We can be in contact with all these people in any one day and this makes for an awful lot of different demands from many people of just one person; you.

This is physically and emotionally draining and the demands placed on us affect us in so many different ways.

How do People Affect Us?

* our feelings
* the support (or lack) of us
* make us or break us
* success or failure

Think about someone you have had close contact with today, it may be a friend or family member, client, colleague, employee or competitor. 

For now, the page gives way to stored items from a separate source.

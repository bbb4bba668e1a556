//! End-to-end pipeline tests: outbound split/encode through a simulated
//! server relay, back through inbound classification and reassembly.

use bytes::Bytes;
use peerlink_client::{InboundEvent, Pipeline};
use peerlink_core::{codec, Envelope, MessageKind, PeerConfig, ServerMessageKind, Value};

fn patterned_payload(len: usize) -> Bytes {
    Bytes::from((0..len).map(|i| (i % 251) as u8).collect::<Vec<u8>>())
}

/// The signaling server re-tags relayed room data from ROOM_SEND_DATA
/// to ROOM_DATA before fanning it out; do the same here.
fn relay(frame: &[u8]) -> Vec<u8> {
    let mut envelope = codec::decode(frame).expect("outbound frame decodes");
    envelope.kind = MessageKind::Server(ServerMessageKind::RoomData);
    codec::encode(&envelope).expect("relay re-encode").to_vec()
}

#[tokio::test]
async fn test_small_payload_roundtrip() {
    let config = PeerConfig::default();
    let (pipeline, mut deliveries) = Pipeline::new(&config);

    let payload = patterned_payload(128);
    let frames = pipeline.encode_outbound(payload.clone()).unwrap();
    assert_eq!(frames.len(), 1);

    pipeline.ingest(&relay(&frames[0])).unwrap();

    match deliveries.recv().await.expect("delivery arrives") {
        InboundEvent::Data(data) => assert_eq!(data, payload),
        other => panic!("expected data delivery, got {other:?}"),
    }
}

#[tokio::test]
async fn test_oversized_payload_chunked_roundtrip() {
    let config = PeerConfig::default();
    let (pipeline, mut deliveries) = Pipeline::new(&config);

    let payload = patterned_payload(40_000);
    let frames = pipeline.encode_outbound(payload.clone()).unwrap();
    assert_eq!(frames.len(), 3);

    // every frame fits under the transport ceiling, envelope included
    for frame in &frames {
        assert!(frame.len() <= peerlink_core::MAX_FRAME_SIZE);
    }

    // deliver out of order
    for i in [2usize, 0, 1] {
        pipeline.ingest(&relay(&frames[i])).unwrap();
    }

    match deliveries.recv().await.expect("delivery arrives") {
        InboundEvent::Data(data) => assert_eq!(data, payload),
        other => panic!("expected data delivery, got {other:?}"),
    }
    assert_eq!(pipeline.pending_reassemblies(), 0);
}

#[tokio::test]
async fn test_signaling_frames_pass_through() {
    let config = PeerConfig::default();
    let (pipeline, mut deliveries) = Pipeline::new(&config);

    let envelope = Envelope::new(
        MessageKind::Server(ServerMessageKind::Offer),
        Value::String("v=0...".to_string()),
    );
    let frame = codec::encode(&envelope).unwrap();

    pipeline.ingest(&frame).unwrap();

    match deliveries.recv().await.expect("delivery arrives") {
        InboundEvent::Signal(signal) => {
            assert_eq!(signal.kind.name(), "OFFER");
            assert_eq!(signal.payload.as_str(), Some("v=0..."));
        }
        other => panic!("expected signal delivery, got {other:?}"),
    }
}

#[tokio::test]
async fn test_garbage_frames_are_dropped_not_fatal() {
    let config = PeerConfig::default();
    let (pipeline, mut deliveries) = Pipeline::new(&config);

    pipeline.ingest(&[0xC1, 0xFF, 0x00]).unwrap();
    pipeline.ingest(&[]).unwrap();

    // pipeline still works afterwards
    let payload = patterned_payload(64);
    let frames = pipeline.encode_outbound(payload.clone()).unwrap();
    pipeline.ingest(&relay(&frames[0])).unwrap();

    match deliveries.recv().await.expect("delivery arrives") {
        InboundEvent::Data(data) => assert_eq!(data, payload),
        other => panic!("expected data delivery, got {other:?}"),
    }
}

#[tokio::test]
async fn test_encode_signal_from_json() {
    let config = PeerConfig::default();
    let (pipeline, _deliveries) = Pipeline::new(&config);

    let frame = pipeline
        .encode_signal(
            peerlink_core::ClientMessageKind::SendOffer,
            serde_json::json!({"sdp": "v=0...", "trickle": true, "seq": 1}),
        )
        .unwrap();

    let envelope = codec::decode(&frame).unwrap();
    assert_eq!(envelope.kind.name(), "SEND_OFFER");
    let Value::Map(map) = envelope.payload else {
        panic!("expected map payload");
    };
    assert_eq!(map["sdp"], Value::String("v=0...".to_string()));
    assert_eq!(map["trickle"], Value::Bool(true));
    assert_eq!(map["seq"], Value::Int(1));
}

#[tokio::test]
async fn test_closed_channel_surfaces_error() {
    let config = PeerConfig::default();
    let (pipeline, deliveries) = Pipeline::new(&config);
    drop(deliveries);

    let frames = pipeline.encode_outbound(patterned_payload(16)).unwrap();
    let result = pipeline.ingest(&relay(&frames[0]));
    assert!(result.is_err());
}

#[tokio::test]
async fn test_duplicate_chunks_do_not_duplicate_delivery() {
    let config = PeerConfig::default();
    let (pipeline, mut deliveries) = Pipeline::new(&config);

    let payload = patterned_payload(40_000);
    let frames = pipeline.encode_outbound(payload.clone()).unwrap();

    pipeline.ingest(&relay(&frames[0])).unwrap();
    pipeline.ingest(&relay(&frames[0])).unwrap(); // duplicate
    pipeline.ingest(&relay(&frames[1])).unwrap();
    pipeline.ingest(&relay(&frames[2])).unwrap();

    match deliveries.recv().await.expect("delivery arrives") {
        InboundEvent::Data(data) => assert_eq!(data, payload),
        other => panic!("expected data delivery, got {other:?}"),
    }

    // exactly one delivery
    assert!(deliveries.try_recv().is_err());
}
//! Chunk split and reassembly for oversized payloads
//!
//! Payloads larger than the per-chunk data cap are split into ordered
//! fragments sharing a freshly generated parent identifier, and rejoined
//! on the receiving side once every index has arrived. Arrival order
//! does not matter; duplicate indices overwrite silently. Partial
//! reassemblies that stop receiving chunks are reclaimed after an
//! inactivity window so an abandoned transfer cannot leak buffers.

use std::time::{Duration, Instant};

use bytes::{Bytes, BytesMut};
use dashmap::DashMap;
use parking_lot::Mutex;
use tracing::{debug, warn};
use uuid::Uuid;

use crate::error::{Error, Result};
use crate::types::ChunkMeta;
use crate::DEFAULT_REASSEMBLY_TTL;

/// One fragment of a payload, ready for enveloping
#[derive(Debug, Clone)]
pub struct ChunkDescriptor {
    /// Ordering metadata; `None` when the payload fit in a single frame
    pub meta: Option<ChunkMeta>,
    /// Raw fragment bytes
    pub data: Bytes,
}

/// Split a payload into fragments of at most `max_chunk_size` bytes
///
/// A payload that already fits passes through as a single descriptor
/// with no chunk metadata. Larger payloads produce exactly
/// `ceil(len / max_chunk_size)` contiguous fragments in original order,
/// sharing one collision-resistant parent identifier. Fragment bodies
/// are zero-copy slices of the input.
pub fn split(payload: Bytes, max_chunk_size: usize) -> Vec<ChunkDescriptor> {
    assert!(max_chunk_size > 0, "max chunk size must be nonzero");

    if payload.len() <= max_chunk_size {
        return vec![ChunkDescriptor {
            meta: None,
            data: payload,
        }];
    }

    let parent = Uuid::new_v4().to_string();
    let total = payload.len().div_ceil(max_chunk_size) as u32;
    let mut chunks = Vec::with_capacity(total as usize);

    for index in 0..total {
        let start = index as usize * max_chunk_size;
        let end = usize::min(start + max_chunk_size, payload.len());
        chunks.push(ChunkDescriptor {
            meta: Some(ChunkMeta {
                parent: parent.clone(),
                index,
                total,
            }),
            data: payload.slice(start..end),
        });
    }

    debug!(parent = %parent, total, bytes = payload.len(), "split oversized payload");
    chunks
}

/// Buffer for one in-flight payload, indexed by sequence index
#[derive(Debug)]
struct ReassemblyBuffer {
    slots: Vec<Option<Bytes>>,
    received: u32,
    last_touched: Instant,
}

impl ReassemblyBuffer {
    fn new(total: u32) -> Self {
        Self {
            slots: vec![None; total as usize],
            received: 0,
            last_touched: Instant::now(),
        }
    }

    fn insert(&mut self, index: u32, data: Bytes) {
        let slot = &mut self.slots[index as usize];
        if slot.is_none() {
            self.received += 1;
        }
        // duplicate delivery overwrites the same slot
        *slot = Some(data);
        self.last_touched = Instant::now();
    }

    fn is_complete(&self) -> bool {
        self.received as usize == self.slots.len()
    }

    /// Byte-for-byte join in index order, no padding, no separators
    fn join(self) -> Bytes {
        let len = self
            .slots
            .iter()
            .map(|slot| slot.as_ref().map_or(0, |data| data.len()))
            .sum();
        let mut out = BytesMut::with_capacity(len);
        for slot in self.slots {
            if let Some(data) = slot {
                out.extend_from_slice(&data);
            }
        }
        out.freeze()
    }
}

/// Reassembles chunked payloads, keyed by parent identifier
///
/// Arrivals for different parents never contend; arrivals for the same
/// parent are serialized by the map's per-entry lock, so out-of-order
/// delivery from independent execution contexts cannot lose updates.
pub struct Reassembler {
    buffers: DashMap<String, ReassemblyBuffer>,
    ttl: Duration,
    sweep_interval: Duration,
    last_sweep: Mutex<Instant>,
}

impl Reassembler {
    /// Reassembler with the default inactivity bound
    pub fn new() -> Self {
        Self::with_ttl(DEFAULT_REASSEMBLY_TTL)
    }

    /// Reassembler reclaiming partial payloads idle longer than `ttl`
    pub fn with_ttl(ttl: Duration) -> Self {
        Self {
            buffers: DashMap::new(),
            ttl,
            sweep_interval: ttl / 2,
            last_sweep: Mutex::new(Instant::now()),
        }
    }

    /// Accept one chunk
    ///
    /// Returns the rejoined payload once every index for the parent has
    /// arrived, `None` while the payload is still incomplete. A chunk
    /// whose declared total conflicts with the open buffer drops the
    /// whole in-flight payload.
    pub fn accept(&self, meta: &ChunkMeta, data: Bytes) -> Result<Option<Bytes>> {
        self.maybe_sweep();

        if meta.total == 0 || meta.index >= meta.total {
            return Err(Error::ChunkIndexOutOfRange {
                index: meta.index,
                total: meta.total,
            });
        }

        let mut entry = self
            .buffers
            .entry(meta.parent.clone())
            .or_insert_with(|| ReassemblyBuffer::new(meta.total));

        if entry.slots.len() != meta.total as usize {
            let expected = entry.slots.len() as u32;
            drop(entry);
            self.buffers.remove(&meta.parent);
            warn!(
                parent = %meta.parent,
                expected,
                got = meta.total,
                "conflicting chunk totals, dropping in-flight payload"
            );
            return Err(Error::InconsistentChunkMetadata {
                parent: meta.parent.clone(),
                expected,
                got: meta.total,
            });
        }

        entry.insert(meta.index, data);

        if entry.is_complete() {
            drop(entry);
            if let Some((_, buffer)) = self.buffers.remove(&meta.parent) {
                debug!(parent = %meta.parent, total = meta.total, "payload reassembled");
                return Ok(Some(buffer.join()));
            }
        }

        Ok(None)
    }

    /// Number of in-flight partial payloads
    pub fn pending(&self) -> usize {
        self.buffers.len()
    }

    /// Drop buffers idle longer than the inactivity bound
    ///
    /// Runs lazily from [`Reassembler::accept`]; callable from a
    /// periodic task as well. Returns the number of buffers reclaimed.
    pub fn evict_stale(&self) -> usize {
        let before = self.buffers.len();
        self.buffers.retain(|parent, buffer| {
            let keep = buffer.last_touched.elapsed() < self.ttl;
            if !keep {
                warn!(
                    parent = %parent,
                    received = buffer.received,
                    total = buffer.slots.len(),
                    "evicting stale partial reassembly"
                );
            }
            keep
        });
        before - self.buffers.len()
    }

    fn maybe_sweep(&self) {
        {
            let mut last = self.last_sweep.lock();
            if last.elapsed() < self.sweep_interval {
                return;
            }
            *last = Instant::now();
        }
        self.evict_stale();
    }
}

impl Default for Reassembler {
    fn default() -> Self {
        Self::new()
    }
}

#[cfg(test)]
mod tests {
    use super::*;

    #[test]
    fn test_whole_payload_passthrough() {
        let payload = Bytes::from(vec![7u8; 100]);
        let chunks = split(payload.clone(), 100);
        assert_eq!(chunks.len(), 1);
        assert!(chunks[0].meta.is_none());
        assert_eq!(chunks[0].data, payload);
    }

    #[test]
    fn test_split_shares_parent_and_indexes_contiguously() {
        let chunks = split(Bytes::from(vec![0u8; 250]), 100);
        assert_eq!(chunks.len(), 3);
        let parent = &chunks[0].meta.as_ref().unwrap().parent;
        for (i, chunk) in chunks.iter().enumerate() {
            let meta = chunk.meta.as_ref().unwrap();
            assert_eq!(&meta.parent, parent);
            assert_eq!(meta.index, i as u32);
            assert_eq!(meta.total, 3);
        }
        assert_eq!(chunks[0].data.len(), 100);
        assert_eq!(chunks[2].data.len(), 50);
    }

    #[test]
    fn test_distinct_payloads_get_distinct_parents() {
        let a = split(Bytes::from(vec![0u8; 20]), 10);
        let b = split(Bytes::from(vec![0u8; 20]), 10);
        assert_ne!(
            a[0].meta.as_ref().unwrap().parent,
            b[0].meta.as_ref().unwrap().parent
        );
    }

    #[test]
    fn test_zero_total_rejected() {
        let reassembler = Reassembler::new();
        let meta = ChunkMeta {
            parent: "p".to_string(),
            index: 0,
            total: 0,
        };
        let result = reassembler.accept(&meta, Bytes::new());
        assert!(matches!(result, Err(Error::ChunkIndexOutOfRange { .. })));
    }
}
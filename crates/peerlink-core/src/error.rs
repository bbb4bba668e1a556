//! Error types for peerlink

use thiserror::Error;

/// Result type alias for peerlink operations
pub type Result<T> = std::result::Result<T, Error>;

/// Peerlink protocol error types
///
/// Every variant is local to the frame or payload in question; none of
/// them is fatal to the connection or the process.
#[derive(Error, Debug)]
pub enum Error {
    /// Message kind name or code not part of the protocol
    #[error("unknown message kind: {0}")]
    UnknownMessageKind(String),

    /// Frame bytes are truncated, carry an unrecognized type tag, or
    /// declare a length that disagrees with the buffer
    #[error("malformed frame: {0}")]
    MalformedFrame(String),

    /// Encoded frame exceeds the per-frame transport ceiling
    #[error("frame too large: {0} bytes (max 16384)")]
    FrameTooLarge(usize),

    /// Envelope could not be encoded
    #[error("encode error: {0}")]
    EncodeError(String),

    /// Chunk declares a total that conflicts with the open buffer for
    /// the same parent identifier
    #[error("conflicting chunk total for {parent}: buffer expects {expected}, chunk declares {got}")]
    InconsistentChunkMetadata {
        parent: String,
        expected: u32,
        got: u32,
    },

    /// Chunk sequence index falls outside the declared total
    #[error("chunk index {index} out of range (total {total})")]
    ChunkIndexOutOfRange { index: u32, total: u32 },

    /// Configuration value fails a type/range check
    #[error("invalid config: {0}")]
    InvalidConfig(String),
}

impl From<rmp_serde::encode::Error> for Error {
    fn from(e: rmp_serde::encode::Error) -> Self {
        Error::EncodeError(e.to_string())
    }
}

impl From<rmp_serde::decode::Error> for Error {
    fn from(e: rmp_serde::decode::Error) -> Self {
        Error::MalformedFrame(e.to_string())
    }
}
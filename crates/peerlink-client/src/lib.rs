//! Peerlink Client Library
//!
//! Client-side glue over the peerlink protocol core: peer identifier
//! and API key utilities, transport capability detection, and the data
//! pipeline that chunks outbound payloads and reassembles inbound ones.
//!
//! # Example
//!
//! ```ignore
//! use peerlink_client::prelude::*;
//! use peerlink_core::PeerConfig;
//!
//! let config = PeerConfig::default();
//! let (pipeline, mut deliveries) = Pipeline::new(&config);
//!
//! // outbound: one oversized payload becomes several wire frames
//! let frames = pipeline.encode_outbound(payload)?;
//!
//! // inbound: frames from the wire, reassembled payloads out the channel
//! pipeline.ingest(&frame)?;
//! while let Some(event) = deliveries.recv().await { /* ... */ }
//! ```

pub mod capability;
pub mod error;
pub mod ident;
pub mod pipeline;

pub use capability::{detect, RtcSupport};
pub use error::{ClientError, Result};
pub use pipeline::{InboundEvent, Pipeline};

/// Prelude for convenient imports
pub mod prelude {
    pub use crate::capability::{detect, RtcSupport};
    pub use crate::error::{ClientError, Result};
    pub use crate::ident::{random_id, random_token, validate_api_key, validate_peer_id};
    pub use crate::pipeline::{InboundEvent, Pipeline};
    pub use peerlink_core::{Envelope, MessageKind, PeerConfig, Value};
}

* what did they require of you? 
* what did you give them?
* how did you make them feel?
* what did they give you in return?
* how did this make you feel?

How do we Manage These People?

When different people want so much of us we have to learn how to manage these people. We can’t burn ourselves out for the benefit of everyone else. It’s time to put yourself first. So, here’s a few hints on how to manage people:

First up, look after yourself or you’re no good to anyone. Eat well, exercise, sleep, enjoy things in your life. That’s the first way we can start to manage the people in our lives.

Blend: blend what you want and what you need with what you can give.

Don’t give to other people more than you give to yourself.

Be honest and transparent. Don’t tell or give people what they want, tell them or give them what they need.

Match and mirror the behaviours, tone of voice and communication styles of people – this builds rapport.

Don’t match to their energy if they ‘vibrate’ at a lower energy and enthusiasm than you. Lift them up to yours.

Go the extra mile for clients. It will make you feel good.

Don’t be bullied by family and friends. If you don’t or can’t give them what they want, don’t beat yourself up about it.

If you don’t like someone or they are ‘toxic’ in your life, bin them. Don’t be scared to do that to family either. Just because you’re related doesn’t give them the right to break you.

Don’t keep giving second chances to people. There’s only ever one second chance.

Be kind and loving to everyone that deserves it from you.

Be respectful and trusting to those that deserve it from you.

Treat people as you wish to be treated.

Don’t always be the listener. Turn to people for help and support, be that a mentor, colleague or friend.

Be kind to competitors (they’ll hate it for starters!).

Be confident in yourself and your brand, this will help you hold your head high against any ‘haters.’ (remember that quote “hustle until your haters ask if you’re hiring”).

Love what you do and do what you love….and know your value… if you do, no-one can destroy you (they can only do that if you let them.).